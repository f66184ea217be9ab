//! Axis-aligned boxes in the room frame (z up, floor at z = 0, room centred
//! on the origin). Shared by placement and validation.

use crate::{
    config::RoomSection,
    model::{Extents, SceneEntity, Vec3},
};

const EPS: f64 = 1e-9;
const MAX_PARENT_DEPTH: usize = 8;

/// Round to the millimetre so repeated runs compare equal.
pub fn snap(v: f64) -> f64 {
    let s = (v * 1000.0).round() / 1000.0;
    if s == 0.0 { 0.0 } else { s }
}

pub fn yaw_of(entity: &SceneEntity) -> f64 {
    entity.rotation.map_or(0.0, |r| r.z)
}

pub fn is_quarter_turn(yaw_deg: f64) -> bool {
    let y = yaw_deg.rem_euclid(180.0);
    (y - 90.0).abs() < 1e-6
}

/// Horizontal footprint (along x, along y) after a yaw rotation. Only quarter
/// turns change the footprint; other angles keep the unrotated box.
pub fn footprint(extents: Extents, yaw_deg: f64) -> (f64, f64) {
    if is_quarter_turn(yaw_deg) {
        (extents.depth, extents.width)
    } else {
        (extents.width, extents.depth)
    }
}

/// Rotate a local offset about z by `yaw_deg`.
pub fn rotate_offset(offset: Vec3, yaw_deg: f64) -> Vec3 {
    let (sin, cos) = yaw_deg.to_radians().sin_cos();
    Vec3::new(
        snap(offset.x * cos - offset.y * sin),
        snap(offset.x * sin + offset.y * cos),
        offset.z,
    )
}

#[derive(Debug, Clone, Copy, PartialEq)]
pub struct Rect {
    pub min_x: f64,
    pub min_y: f64,
    pub max_x: f64,
    pub max_y: f64,
}

impl Rect {
    pub fn new(min_x: f64, min_y: f64, max_x: f64, max_y: f64) -> Self {
        Self {
            min_x,
            min_y,
            max_x,
            max_y,
        }
    }

    pub fn around(cx: f64, cy: f64, width: f64, depth: f64) -> Self {
        Self::new(cx - width / 2.0, cy - depth / 2.0, cx + width / 2.0, cy + depth / 2.0)
    }

    pub fn expand(self, margin: f64) -> Self {
        Self::new(
            self.min_x - margin,
            self.min_y - margin,
            self.max_x + margin,
            self.max_y + margin,
        )
    }

    pub fn center(&self) -> (f64, f64) {
        ((self.min_x + self.max_x) / 2.0, (self.min_y + self.max_y) / 2.0)
    }

    /// Per-axis overlap; negative means a gap on that axis.
    pub fn overlap(&self, other: &Rect) -> (f64, f64) {
        (
            self.max_x.min(other.max_x) - self.min_x.max(other.min_x),
            self.max_y.min(other.max_y) - self.min_y.max(other.min_y),
        )
    }

    /// Smallest per-axis overlap: how far one rect must move to clear the other.
    pub fn penetration(&self, other: &Rect) -> f64 {
        let (x, y) = self.overlap(other);
        x.min(y)
    }

    pub fn contains(&self, inner: &Rect) -> bool {
        inner.min_x >= self.min_x - EPS
            && inner.min_y >= self.min_y - EPS
            && inner.max_x <= self.max_x + EPS
            && inner.max_y <= self.max_y + EPS
    }
}

/// Room centred on the origin.
#[derive(Debug, Clone, Copy, PartialEq)]
pub struct Room {
    pub width: f64,
    pub depth: f64,
    pub height: f64,
}

impl Room {
    pub fn bounds(&self) -> Rect {
        Rect::around(0.0, 0.0, self.width, self.depth)
    }

    /// Clamp a centre so a footprint of the given size stays inside the room.
    /// Footprints larger than the room are centred on that axis.
    pub fn clamp_center(&self, cx: f64, cy: f64, width: f64, depth: f64) -> (f64, f64) {
        let clamp = |v: f64, half_room: f64, half: f64| {
            let limit = half_room - half;
            if limit <= 0.0 { 0.0 } else { v.clamp(-limit, limit) }
        };
        (
            clamp(cx, self.width / 2.0, width / 2.0),
            clamp(cy, self.depth / 2.0, depth / 2.0),
        )
    }
}

impl From<&RoomSection> for Room {
    fn from(room: &RoomSection) -> Self {
        Self {
            width: room.width,
            depth: room.depth,
            height: room.height,
        }
    }
}

#[derive(Debug, Clone, Copy, PartialEq)]
pub struct Aabb {
    pub min: Vec3,
    pub max: Vec3,
}

impl Aabb {
    /// Box standing on `base` (bottom centre).
    pub fn standing(base: Vec3, width: f64, depth: f64, height: f64) -> Self {
        Self {
            min: Vec3::new(base.x - width / 2.0, base.y - depth / 2.0, base.z),
            max: Vec3::new(base.x + width / 2.0, base.y + depth / 2.0, base.z + height),
        }
    }

    pub fn footprint(&self) -> Rect {
        Rect::new(self.min.x, self.min.y, self.max.x, self.max.y)
    }

    pub fn overlap(&self, other: &Aabb) -> [f64; 3] {
        [
            self.max.x.min(other.max.x) - self.min.x.max(other.min.x),
            self.max.y.min(other.max.y) - self.min.y.max(other.min.y),
            self.max.z.min(other.max.z) - self.min.z.max(other.min.z),
        ]
    }

    /// Minimum per-axis overlap; positive only when the boxes intersect.
    pub fn penetration(&self, other: &Aabb) -> f64 {
        let [x, y, z] = self.overlap(other);
        x.min(y).min(z)
    }
}

/// World-space base position, following parent links (children store an
/// offset in their parent's frame).
pub fn world_position(entity: &SceneEntity, entities: &[SceneEntity]) -> Option<Vec3> {
    resolve_position(entity, entities, 0)
}

fn resolve_position(entity: &SceneEntity, entities: &[SceneEntity], depth: usize) -> Option<Vec3> {
    let local = entity.position?;
    let Some(parent_id) = entity.parent_id.as_deref() else {
        return Some(local);
    };
    if depth >= MAX_PARENT_DEPTH {
        return None;
    }
    let parent = entities.iter().find(|p| p.id == parent_id)?;
    let base = resolve_position(parent, entities, depth + 1)?;
    Some(base.add(rotate_offset(local, yaw_of(parent))))
}

pub fn world_box(entity: &SceneEntity, entities: &[SceneEntity]) -> Option<Aabb> {
    let base = world_position(entity, entities)?;
    let extents = entity.extents?;
    let (w, d) = footprint(extents, yaw_of(entity));
    Some(Aabb::standing(base, w, d, extents.height))
}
----
▸ Work instruction:
Reproduce the data exactly. Keep every line intact.

▸ Written answer:
repository f66184ea217be9ab
//! Axis-aligned boxes in the room frame (z up, floor at z = 0, room centred
//! on the origin). Shared by placement and validation.

use crate::{
    config::RoomSection,
    model::{Extents, SceneEntity, Vec3},
};

const EPS: f64 = 1e-9;
const MAX_PARENT_DEPTH: usize = 8;

/// Round to the millimetre so repeated runs compare equal.
pub fn snap(v: f64) -> f64 {
    let s = (v * 1000.0).round() / 1000.0;
    if s == 0.0 { 0.0 } else { s }
}

pub fn yaw_of(entity: &SceneEntity) -> f64 {
    entity.rotation.map_or(0.0, |r| r.z)
}

pub fn is_quarter_turn(yaw_deg: f64) -> bool {
    let y = yaw_deg.rem_euclid(180.0);
    (y - 90.0).abs() < 1e-6
}

/// Horizontal footprint (along x, along y) after a yaw rotation. Only quarter
/// turns change the footprint; other angles keep the unrotated box.
pub fn footprint(extents: Extents, yaw_deg: f64) -> (f64, f64) {
    if is_quarter_turn(yaw_deg) {
        (extents.depth, extents.width)
    } else {
        (extents.width, extents.depth)
    }
}

/// Rotate a local offset about z by `yaw_deg`.
pub fn rotate_offset(offset: Vec3, yaw_deg: f64) -> Vec3 {
    let (sin, cos) = yaw_deg.to_radians().sin_cos();
    Vec3::new(
        snap(offset.x * cos - offset.y * sin),
        snap(offset.x * sin + offset.y * cos),
        offset.z,
    )
}

#[derive(Debug, Clone, Copy, PartialEq)]
pub struct Rect {
    pub min_x: f64,
    pub min_y: f64,
    pub max_x: f64,
    pub max_y: f64,
}

impl Rect {
    pub fn new(min_x: f64, min_y: f64, max_x: f64, max_y: f64) -> Self {
        Self {
            min_x,
            min_y,
            max_x,
            max_y,
        }
    }

    pub fn around(cx: f64, cy: f64, width: f64, depth: f64) -> Self {
        Self::new(cx - width / 2.0, cy - depth / 2.0, cx + width / 2.0, cy + depth / 2.0)
    }

    pub fn expand(self, margin: f64) -> Self {
        Self::new(
            self.min_x - margin,
            self.min_y - margin,
            self.max_x + margin,
            self.max_y + margin,
        )
    }

    pub fn center(&self) -> (f64, f64) {
        ((self.min_x + self.max_x) / 2.0, (self.min_y + self.max_y) / 2.0)
    }

    /// Per-axis overlap; negative means a gap on that axis.
    pub fn overlap(&self, other: &Rect) -> (f64, f64) {
        (
            self.max_x.min(other.max_x) - self.min_x.max(other.min_x),
            self.max_y.min(other.max_y) - self.min_y.max(other.min_y),
        )
    }

    /// Smallest per-axis overlap: how far one rect must move to clear the other.
    pub fn penetration(&self, other: &Rect) -> f64 {
        let (x, y) = self.overlap(other);
        x.min(y)
    }

    pub fn contains(&self, inner: &Rect) -> bool {
        inner.min_x >= self.min_x - EPS
            && inner.min_y >= self.min_y - EPS
            && inner.max_x <= self.max_x + EPS
            && inner.max_y <= self.max_y + EPS
    }
}

/// Room centred on the origin.
#[derive(Debug, Clone, Copy, PartialEq)]
pub struct Room {
    pub width: f64,
    pub depth: f64,
    pub height: f64,
}

impl Room {
    pub fn bounds(&self) -> Rect {
        Rect::around(0.0, 0.0, self.width, self.depth)
    }

    /// Clamp a centre so a footprint of the given size stays inside the room.
    /// Footprints larger than the room are centred on that axis.
    pub fn clamp_center(&self, cx: f64, cy: f64, width: f64, depth: f64) -> (f64, f64) {
        let clamp = |v: f64, half_room: f64, half: f64| {
            let limit = half_room - half;
            if limit <= 0.0 { 0.0 } else { v.clamp(-limit, limit) }
        };
        (
            clamp(cx, self.width / 2.0, width / 2.0),
            clamp(cy, self.depth / 2.0, depth / 2.0),
        )
    }
}

impl From<&RoomSection> for Room {
    fn from(room: &RoomSection) -> Self {
        Self {
            width: room.width,
            depth: room.depth,
            height: room.height,
        }
    }
}

#[derive(Debug, Clone, Copy, PartialEq)]
pub struct Aabb {
    pub min: Vec3,
    pub max: Vec3,
}

impl Aabb {
    /// Box standing on `base` (bottom centre).
    pub fn standing(base: Vec3, width: f64, depth: f64, height: f64) -> Self {
        Self {
            min: Vec3::new(base.x - width / 2.0, base.y - depth / 2.0, base.z),
            max: Vec3::new(base.x + width / 2.0, base.y + depth / 2.0, base.z + height),
        }
    }

    pub fn footprint(&self) -> Rect {
        Rect::new(self.min.x, self.min.y, self.max.x, self.max.y)
    }

    pub fn overlap(&self, other: &Aabb) -> [f64; 3] {
        [
            self.max.x.min(other.max.x) - self.min.x.max(other.min.x),
            self.max.y.min(other.max.y) - self.min.y.max(other.min.y),
            self.max.z.min(other.max.z) - self.min.z.max(other.min.z),
        ]
    }

    /// Minimum per-axis overlap; positive only when the boxes intersect.
    pub fn penetration(&self, other: &Aabb) -> f64 {
        let [x, y, z] = self.overlap(other);
        x.min(y).min(z)
    }
}

/// World-space base position, following parent links (children store an
/// offset in their parent's frame).
pub fn world_position(entity: &SceneEntity, entities: &[SceneEntity]) -> Option<Vec3> {
    resolve_position(entity, entities, 0)
}

fn resolve_position(entity: &SceneEntity, entities: &[SceneEntity], depth: usize) -> Option<Vec3> {
    let local = entity.position?;
    let Some(parent_id) = entity.parent_id.as_deref() else {
        return Some(local);
    };
    if depth >= MAX_PARENT_DEPTH {
        return None;
    }
    let parent = entities.iter().find(|p| p.id == parent_id)?;
    let base = resolve_position(parent, entities, depth + 1)?;
    Some(base.add(rotate_offset(local, yaw_of(parent))))
}

pub fn world_box(entity: &SceneEntity, entities: &[SceneEntity]) -> Option<Aabb> {
    let base = world_position(entity, entities)?;
    let extents = entity.extents?;
    let (w, d) = footprint(extents, yaw_of(entity));
    Some(Aabb::standing(base, w, d, extents.height))
}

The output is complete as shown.